**About this task**
Beginning with the first entry, set down each one exactly as shown.

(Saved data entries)
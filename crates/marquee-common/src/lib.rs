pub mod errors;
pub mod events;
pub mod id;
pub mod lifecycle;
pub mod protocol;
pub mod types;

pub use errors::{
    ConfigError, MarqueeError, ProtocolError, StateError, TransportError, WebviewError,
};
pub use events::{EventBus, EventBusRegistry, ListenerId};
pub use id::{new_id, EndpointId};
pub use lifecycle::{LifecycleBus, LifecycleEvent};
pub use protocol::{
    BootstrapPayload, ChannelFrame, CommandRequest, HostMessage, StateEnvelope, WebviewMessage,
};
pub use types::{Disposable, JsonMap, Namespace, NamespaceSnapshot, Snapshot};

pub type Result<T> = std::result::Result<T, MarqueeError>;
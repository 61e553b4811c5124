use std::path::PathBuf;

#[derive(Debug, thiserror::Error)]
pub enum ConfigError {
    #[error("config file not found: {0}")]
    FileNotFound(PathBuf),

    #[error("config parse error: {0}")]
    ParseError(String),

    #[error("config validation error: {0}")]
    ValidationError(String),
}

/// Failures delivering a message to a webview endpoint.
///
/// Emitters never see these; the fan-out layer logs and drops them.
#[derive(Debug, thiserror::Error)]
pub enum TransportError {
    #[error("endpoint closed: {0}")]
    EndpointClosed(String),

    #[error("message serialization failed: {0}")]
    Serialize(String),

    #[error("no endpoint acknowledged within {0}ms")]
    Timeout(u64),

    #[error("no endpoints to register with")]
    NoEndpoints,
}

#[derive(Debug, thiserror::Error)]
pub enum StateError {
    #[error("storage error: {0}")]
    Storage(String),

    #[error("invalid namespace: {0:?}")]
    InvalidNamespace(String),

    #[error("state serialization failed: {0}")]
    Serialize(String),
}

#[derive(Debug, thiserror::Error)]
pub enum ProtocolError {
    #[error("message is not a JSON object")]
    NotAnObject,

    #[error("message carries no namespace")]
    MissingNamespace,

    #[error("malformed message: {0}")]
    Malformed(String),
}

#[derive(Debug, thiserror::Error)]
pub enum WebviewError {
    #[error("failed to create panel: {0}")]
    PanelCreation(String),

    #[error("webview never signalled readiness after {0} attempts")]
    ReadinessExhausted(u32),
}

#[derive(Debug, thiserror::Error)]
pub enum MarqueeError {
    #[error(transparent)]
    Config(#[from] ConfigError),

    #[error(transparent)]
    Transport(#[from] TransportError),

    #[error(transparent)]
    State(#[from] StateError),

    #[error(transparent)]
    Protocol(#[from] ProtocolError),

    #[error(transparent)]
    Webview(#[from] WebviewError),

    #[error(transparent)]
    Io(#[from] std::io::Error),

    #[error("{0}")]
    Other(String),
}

**Written answer**
filename crates/marquee-common/src/lib.rs
pub mod errors;
pub mod events;
pub mod id;
pub mod lifecycle;
pub mod protocol;
pub mod types;

pub use errors::{
    ConfigError, MarqueeError, ProtocolError, StateError, TransportError, WebviewError,
};
pub use events::{EventBus, EventBusRegistry, ListenerId};
pub use id::{new_id, EndpointId};
pub use lifecycle::{LifecycleBus, LifecycleEvent};
pub use protocol::{
    BootstrapPayload, ChannelFrame, CommandRequest, HostMessage, StateEnvelope, WebviewMessage,
};
pub use types::{Disposable, JsonMap, Namespace, NamespaceSnapshot, Snapshot};

pub type Result<T> = std::result::Result<T, MarqueeError>;
repository 61e553b4811c5124
use std::path::PathBuf;

#[derive(Debug, thiserror::Error)]
pub enum ConfigError {
    #[error("config file not found: {0}")]
    FileNotFound(PathBuf),

    #[error("config parse error: {0}")]
    ParseError(String),

    #[error("config validation error: {0}")]
    ValidationError(String),
}

/// Failures delivering a message to a webview endpoint.
///
/// Emitters never see these; the fan-out layer logs and drops them.
#[derive(Debug, thiserror::Error)]
pub enum TransportError {
    #[error("endpoint closed: {0}")]
    EndpointClosed(String),

    #[error("message serialization failed: {0}")]
    Serialize(String),

    #[error("no endpoint acknowledged within {0}ms")]
    Timeout(u64),

    #[error("no endpoints to register with")]
    NoEndpoints,
}

#[derive(Debug, thiserror::Error)]
pub enum StateError {
    #[error("storage error: {0}")]
    Storage(String),

    #[error("invalid namespace: {0:?}")]
    InvalidNamespace(String),

    #[error("state serialization failed: {0}")]
    Serialize(String),
}

#[derive(Debug, thiserror::Error)]
pub enum ProtocolError {
    #[error("message is not a JSON object")]
    NotAnObject,

    #[error("message carries no namespace")]
    MissingNamespace,

    #[error("malformed message: {0}")]
    Malformed(String),
}

#[derive(Debug, thiserror::Error)]
pub enum WebviewError {
    #[error("failed to create panel: {0}")]
    PanelCreation(String),

    #[error("webview never signalled readiness after {0} attempts")]
    ReadinessExhausted(u32),
}

#[derive(Debug, thiserror::Error)]
pub enum MarqueeError {
    #[error(transparent)]
    Config(#[from] ConfigError),

    #[error(transparent)]
    Transport(#[from] TransportError),

    #[error(transparent)]
    State(#[from] StateError),

    #[error(transparent)]
    Protocol(#[from] ProtocolError),

    #[error(transparent)]
    Webview(#[from] WebviewError),

    #[error(transparent)]
    Io(#[from] std::io::Error),

    #[error("{0}")]
    Other(String),
}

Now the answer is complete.